Only the line containing "validation.required_spec_claims = HashSet::new();" and the lines after it, through the end of the entries, should be output exactly.

Data under study Block Start

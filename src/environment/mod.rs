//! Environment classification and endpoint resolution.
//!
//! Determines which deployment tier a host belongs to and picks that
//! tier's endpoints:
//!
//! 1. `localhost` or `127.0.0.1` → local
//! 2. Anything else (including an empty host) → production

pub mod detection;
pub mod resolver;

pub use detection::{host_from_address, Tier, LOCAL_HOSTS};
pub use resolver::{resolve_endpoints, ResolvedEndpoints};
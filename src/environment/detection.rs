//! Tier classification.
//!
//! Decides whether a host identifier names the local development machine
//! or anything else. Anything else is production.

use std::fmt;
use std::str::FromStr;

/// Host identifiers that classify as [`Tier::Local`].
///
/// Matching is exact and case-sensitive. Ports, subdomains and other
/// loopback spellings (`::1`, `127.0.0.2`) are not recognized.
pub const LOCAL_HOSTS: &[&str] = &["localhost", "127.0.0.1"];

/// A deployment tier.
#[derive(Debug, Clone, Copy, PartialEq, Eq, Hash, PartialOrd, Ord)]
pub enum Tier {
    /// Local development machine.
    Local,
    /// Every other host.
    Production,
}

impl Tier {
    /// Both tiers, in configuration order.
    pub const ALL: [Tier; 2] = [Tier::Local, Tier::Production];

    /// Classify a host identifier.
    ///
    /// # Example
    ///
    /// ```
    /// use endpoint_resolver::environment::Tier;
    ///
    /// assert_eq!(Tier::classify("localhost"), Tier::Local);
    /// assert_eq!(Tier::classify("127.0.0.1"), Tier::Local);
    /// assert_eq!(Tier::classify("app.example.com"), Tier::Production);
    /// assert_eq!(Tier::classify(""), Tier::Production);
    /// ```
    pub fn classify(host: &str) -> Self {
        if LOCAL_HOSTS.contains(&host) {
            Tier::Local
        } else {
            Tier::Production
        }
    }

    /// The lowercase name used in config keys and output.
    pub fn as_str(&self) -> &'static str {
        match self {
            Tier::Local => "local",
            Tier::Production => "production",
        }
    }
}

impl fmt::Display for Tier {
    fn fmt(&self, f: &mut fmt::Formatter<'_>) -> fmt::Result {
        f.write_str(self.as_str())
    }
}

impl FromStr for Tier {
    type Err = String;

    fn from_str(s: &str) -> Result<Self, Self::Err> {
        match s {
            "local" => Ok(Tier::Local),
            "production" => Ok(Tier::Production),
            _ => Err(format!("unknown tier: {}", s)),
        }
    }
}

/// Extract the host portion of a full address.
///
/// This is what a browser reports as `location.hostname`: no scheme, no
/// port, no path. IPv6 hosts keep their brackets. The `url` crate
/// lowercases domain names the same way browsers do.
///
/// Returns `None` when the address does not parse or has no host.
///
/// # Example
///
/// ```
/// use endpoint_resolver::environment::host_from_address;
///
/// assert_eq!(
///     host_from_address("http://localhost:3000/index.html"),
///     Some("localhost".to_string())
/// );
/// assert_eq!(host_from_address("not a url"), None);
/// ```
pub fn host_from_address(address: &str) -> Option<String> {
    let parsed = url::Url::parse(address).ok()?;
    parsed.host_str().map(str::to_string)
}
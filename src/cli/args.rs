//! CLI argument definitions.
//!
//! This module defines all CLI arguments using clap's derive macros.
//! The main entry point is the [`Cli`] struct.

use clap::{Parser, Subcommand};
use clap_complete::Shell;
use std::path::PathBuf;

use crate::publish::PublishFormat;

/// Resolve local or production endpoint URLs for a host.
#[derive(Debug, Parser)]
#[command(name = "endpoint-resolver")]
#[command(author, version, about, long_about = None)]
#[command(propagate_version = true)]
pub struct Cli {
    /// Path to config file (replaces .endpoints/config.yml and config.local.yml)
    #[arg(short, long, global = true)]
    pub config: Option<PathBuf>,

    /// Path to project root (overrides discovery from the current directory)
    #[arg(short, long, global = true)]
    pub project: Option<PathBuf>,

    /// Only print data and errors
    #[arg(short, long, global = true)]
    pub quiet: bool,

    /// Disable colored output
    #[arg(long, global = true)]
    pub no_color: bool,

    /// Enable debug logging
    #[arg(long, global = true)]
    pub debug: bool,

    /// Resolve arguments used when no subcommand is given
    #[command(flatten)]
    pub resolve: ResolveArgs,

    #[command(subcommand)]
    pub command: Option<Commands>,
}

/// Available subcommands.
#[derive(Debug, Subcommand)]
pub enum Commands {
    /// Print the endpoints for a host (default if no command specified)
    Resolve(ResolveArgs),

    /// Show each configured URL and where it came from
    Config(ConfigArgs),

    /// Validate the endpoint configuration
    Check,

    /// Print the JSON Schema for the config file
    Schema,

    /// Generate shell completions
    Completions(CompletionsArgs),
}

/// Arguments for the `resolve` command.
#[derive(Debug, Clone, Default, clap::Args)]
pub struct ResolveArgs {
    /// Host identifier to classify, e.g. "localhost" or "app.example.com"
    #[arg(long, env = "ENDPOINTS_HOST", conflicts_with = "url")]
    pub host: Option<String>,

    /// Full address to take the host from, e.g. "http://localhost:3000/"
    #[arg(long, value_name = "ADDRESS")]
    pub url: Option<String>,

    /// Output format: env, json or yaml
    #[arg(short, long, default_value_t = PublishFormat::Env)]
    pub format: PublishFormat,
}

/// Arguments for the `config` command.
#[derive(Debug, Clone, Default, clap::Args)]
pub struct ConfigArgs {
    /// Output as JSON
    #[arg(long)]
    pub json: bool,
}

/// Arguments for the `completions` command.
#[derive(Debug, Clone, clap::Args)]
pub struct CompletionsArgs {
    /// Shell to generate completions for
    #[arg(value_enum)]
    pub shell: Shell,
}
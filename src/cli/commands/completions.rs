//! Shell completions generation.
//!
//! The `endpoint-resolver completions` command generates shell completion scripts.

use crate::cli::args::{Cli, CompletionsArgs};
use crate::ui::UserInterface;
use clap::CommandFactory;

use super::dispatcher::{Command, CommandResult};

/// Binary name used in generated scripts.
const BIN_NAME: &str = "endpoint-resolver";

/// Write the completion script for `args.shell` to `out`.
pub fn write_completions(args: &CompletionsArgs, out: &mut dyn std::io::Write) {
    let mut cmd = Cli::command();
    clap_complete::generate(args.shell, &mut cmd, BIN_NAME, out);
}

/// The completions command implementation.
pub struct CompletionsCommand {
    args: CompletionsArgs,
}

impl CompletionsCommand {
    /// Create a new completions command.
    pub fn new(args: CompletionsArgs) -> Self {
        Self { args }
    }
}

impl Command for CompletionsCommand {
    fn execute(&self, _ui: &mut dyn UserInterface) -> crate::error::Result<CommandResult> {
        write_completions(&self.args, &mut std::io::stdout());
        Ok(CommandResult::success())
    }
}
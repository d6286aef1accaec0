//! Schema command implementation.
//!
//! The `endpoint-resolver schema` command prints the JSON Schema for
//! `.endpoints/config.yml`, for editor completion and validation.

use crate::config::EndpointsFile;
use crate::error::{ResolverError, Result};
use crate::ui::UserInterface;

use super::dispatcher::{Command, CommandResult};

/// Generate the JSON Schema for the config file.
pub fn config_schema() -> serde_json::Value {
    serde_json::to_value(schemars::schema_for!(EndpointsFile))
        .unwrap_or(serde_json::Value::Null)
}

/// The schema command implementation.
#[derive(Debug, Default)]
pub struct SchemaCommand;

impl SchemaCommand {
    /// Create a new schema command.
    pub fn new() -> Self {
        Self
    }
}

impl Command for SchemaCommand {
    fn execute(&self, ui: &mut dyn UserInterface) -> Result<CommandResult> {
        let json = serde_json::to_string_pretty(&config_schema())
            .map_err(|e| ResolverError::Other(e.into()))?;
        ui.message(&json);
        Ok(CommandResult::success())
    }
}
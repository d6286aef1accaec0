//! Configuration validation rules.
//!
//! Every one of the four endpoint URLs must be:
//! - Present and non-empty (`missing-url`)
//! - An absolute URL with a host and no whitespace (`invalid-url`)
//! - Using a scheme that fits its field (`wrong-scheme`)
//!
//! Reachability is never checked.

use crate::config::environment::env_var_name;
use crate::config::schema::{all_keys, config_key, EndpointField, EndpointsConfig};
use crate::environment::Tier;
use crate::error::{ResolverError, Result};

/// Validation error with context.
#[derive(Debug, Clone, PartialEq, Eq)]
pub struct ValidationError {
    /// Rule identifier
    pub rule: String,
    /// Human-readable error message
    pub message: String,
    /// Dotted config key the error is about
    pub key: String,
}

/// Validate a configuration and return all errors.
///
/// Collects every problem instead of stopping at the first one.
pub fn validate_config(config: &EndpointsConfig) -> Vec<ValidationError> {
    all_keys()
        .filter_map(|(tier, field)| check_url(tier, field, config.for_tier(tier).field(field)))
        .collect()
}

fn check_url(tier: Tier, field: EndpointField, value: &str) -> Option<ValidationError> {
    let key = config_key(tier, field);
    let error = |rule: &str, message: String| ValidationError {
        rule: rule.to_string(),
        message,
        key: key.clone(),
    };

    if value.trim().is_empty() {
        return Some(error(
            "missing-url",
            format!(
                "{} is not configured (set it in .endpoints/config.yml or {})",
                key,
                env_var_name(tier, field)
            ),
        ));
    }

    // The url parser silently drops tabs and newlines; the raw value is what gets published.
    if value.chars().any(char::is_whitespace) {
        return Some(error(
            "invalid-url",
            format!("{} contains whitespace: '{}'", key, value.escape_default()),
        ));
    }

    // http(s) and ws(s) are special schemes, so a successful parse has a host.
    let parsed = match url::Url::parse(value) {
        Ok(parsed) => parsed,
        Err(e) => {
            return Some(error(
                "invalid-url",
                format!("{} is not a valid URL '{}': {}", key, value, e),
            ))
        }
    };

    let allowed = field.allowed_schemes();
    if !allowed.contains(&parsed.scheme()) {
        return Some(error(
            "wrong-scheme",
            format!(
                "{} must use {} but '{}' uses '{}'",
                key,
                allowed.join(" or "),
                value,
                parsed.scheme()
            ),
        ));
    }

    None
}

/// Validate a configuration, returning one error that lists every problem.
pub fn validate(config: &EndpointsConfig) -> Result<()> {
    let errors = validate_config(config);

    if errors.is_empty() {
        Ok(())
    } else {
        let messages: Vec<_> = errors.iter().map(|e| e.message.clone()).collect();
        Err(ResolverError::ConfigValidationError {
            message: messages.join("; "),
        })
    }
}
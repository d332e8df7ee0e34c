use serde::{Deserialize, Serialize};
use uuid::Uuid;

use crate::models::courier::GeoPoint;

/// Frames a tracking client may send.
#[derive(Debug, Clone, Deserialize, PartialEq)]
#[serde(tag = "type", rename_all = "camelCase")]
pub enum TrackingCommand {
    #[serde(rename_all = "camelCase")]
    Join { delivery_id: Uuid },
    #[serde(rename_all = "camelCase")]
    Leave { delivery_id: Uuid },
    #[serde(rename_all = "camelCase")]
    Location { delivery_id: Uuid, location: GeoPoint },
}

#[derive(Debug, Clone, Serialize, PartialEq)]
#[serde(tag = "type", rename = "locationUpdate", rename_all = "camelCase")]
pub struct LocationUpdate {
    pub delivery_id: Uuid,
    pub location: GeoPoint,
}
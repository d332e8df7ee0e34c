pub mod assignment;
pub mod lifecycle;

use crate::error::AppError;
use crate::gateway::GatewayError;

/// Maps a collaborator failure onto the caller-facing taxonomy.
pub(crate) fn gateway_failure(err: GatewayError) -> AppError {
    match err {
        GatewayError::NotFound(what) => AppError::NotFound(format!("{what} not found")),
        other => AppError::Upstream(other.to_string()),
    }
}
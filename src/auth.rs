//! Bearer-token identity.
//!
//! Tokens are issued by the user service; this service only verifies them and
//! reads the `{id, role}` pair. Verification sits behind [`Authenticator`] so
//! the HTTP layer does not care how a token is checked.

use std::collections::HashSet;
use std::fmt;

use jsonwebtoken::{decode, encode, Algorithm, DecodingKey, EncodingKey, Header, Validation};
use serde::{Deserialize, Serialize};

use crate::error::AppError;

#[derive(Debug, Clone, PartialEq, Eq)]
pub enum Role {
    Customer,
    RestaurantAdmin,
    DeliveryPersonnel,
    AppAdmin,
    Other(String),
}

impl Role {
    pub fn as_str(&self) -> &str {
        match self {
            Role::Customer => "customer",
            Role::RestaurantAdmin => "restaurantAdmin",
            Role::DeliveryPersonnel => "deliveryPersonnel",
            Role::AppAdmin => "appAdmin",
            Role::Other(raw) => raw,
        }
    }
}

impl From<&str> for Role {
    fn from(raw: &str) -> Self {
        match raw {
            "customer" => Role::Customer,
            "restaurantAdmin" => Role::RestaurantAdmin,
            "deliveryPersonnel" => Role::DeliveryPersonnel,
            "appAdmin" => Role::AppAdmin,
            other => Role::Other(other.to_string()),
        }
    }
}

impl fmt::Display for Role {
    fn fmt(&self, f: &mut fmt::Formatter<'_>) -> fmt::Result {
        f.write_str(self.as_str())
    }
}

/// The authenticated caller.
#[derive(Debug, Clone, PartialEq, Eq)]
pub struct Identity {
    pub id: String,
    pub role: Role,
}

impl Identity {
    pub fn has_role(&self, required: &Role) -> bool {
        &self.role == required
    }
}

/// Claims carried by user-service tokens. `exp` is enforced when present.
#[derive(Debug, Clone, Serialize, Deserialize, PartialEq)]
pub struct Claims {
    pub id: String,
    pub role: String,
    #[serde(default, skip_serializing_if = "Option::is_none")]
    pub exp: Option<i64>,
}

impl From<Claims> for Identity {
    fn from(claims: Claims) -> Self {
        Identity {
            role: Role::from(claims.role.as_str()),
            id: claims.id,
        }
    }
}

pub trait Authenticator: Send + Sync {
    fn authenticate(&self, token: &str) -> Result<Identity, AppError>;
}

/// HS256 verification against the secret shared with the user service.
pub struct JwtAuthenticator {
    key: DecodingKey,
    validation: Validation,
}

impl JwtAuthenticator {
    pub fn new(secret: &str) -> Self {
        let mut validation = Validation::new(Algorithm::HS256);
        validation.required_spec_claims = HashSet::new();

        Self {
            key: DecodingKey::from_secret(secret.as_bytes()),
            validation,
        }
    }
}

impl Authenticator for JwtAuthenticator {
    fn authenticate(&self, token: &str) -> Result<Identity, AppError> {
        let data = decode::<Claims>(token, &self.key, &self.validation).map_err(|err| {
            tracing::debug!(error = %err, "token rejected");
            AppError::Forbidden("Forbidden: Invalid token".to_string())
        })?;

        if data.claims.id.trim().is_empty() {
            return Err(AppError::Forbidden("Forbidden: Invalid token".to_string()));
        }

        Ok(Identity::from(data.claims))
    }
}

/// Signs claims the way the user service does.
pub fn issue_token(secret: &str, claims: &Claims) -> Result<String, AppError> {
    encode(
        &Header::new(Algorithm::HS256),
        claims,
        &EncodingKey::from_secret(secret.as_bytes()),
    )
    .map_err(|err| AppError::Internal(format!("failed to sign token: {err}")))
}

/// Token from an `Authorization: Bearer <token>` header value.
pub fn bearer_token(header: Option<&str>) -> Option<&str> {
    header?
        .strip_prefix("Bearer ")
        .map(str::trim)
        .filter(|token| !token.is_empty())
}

Data under study Block End

## Finished task
        validation.required_spec_claims = HashSet::new();

        Self {
            key: DecodingKey::from_secret(secret.as_bytes()),
            validation,
        }
    }
}

impl Authenticator for JwtAuthenticator {
    fn authenticate(&self, token: &str) -> Result<Identity, AppError> {
        let data = decode::<Claims>(token, &self.key, &self.validation).map_err(|err| {
            tracing::debug!(error = %err, "token rejected");
            AppError::Forbidden("Forbidden: Invalid token".to_string())
        })?;

        if data.claims.id.trim().is_empty() {
            return Err(AppError::Forbidden("Forbidden: Invalid token".to_string()));
        }

        Ok(Identity::from(data.claims))
    }
}

/// Signs claims the way the user service does.
pub fn issue_token(secret: &str, claims: &Claims) -> Result<String, AppError> {
    encode(
        &Header::new(Algorithm::HS256),
        claims,
        &EncodingKey::from_secret(secret.as_bytes()),
    )
    .map_err(|err| AppError::Internal(format!("failed to sign token: {err}")))
}

/// Token from an `Authorization: Bearer <token>` header value.
pub fn bearer_token(header: Option<&str>) -> Option<&str> {
    header?
        .strip_prefix("Bearer ")
        .map(str::trim)
        .filter(|token| !token.is_empty())
}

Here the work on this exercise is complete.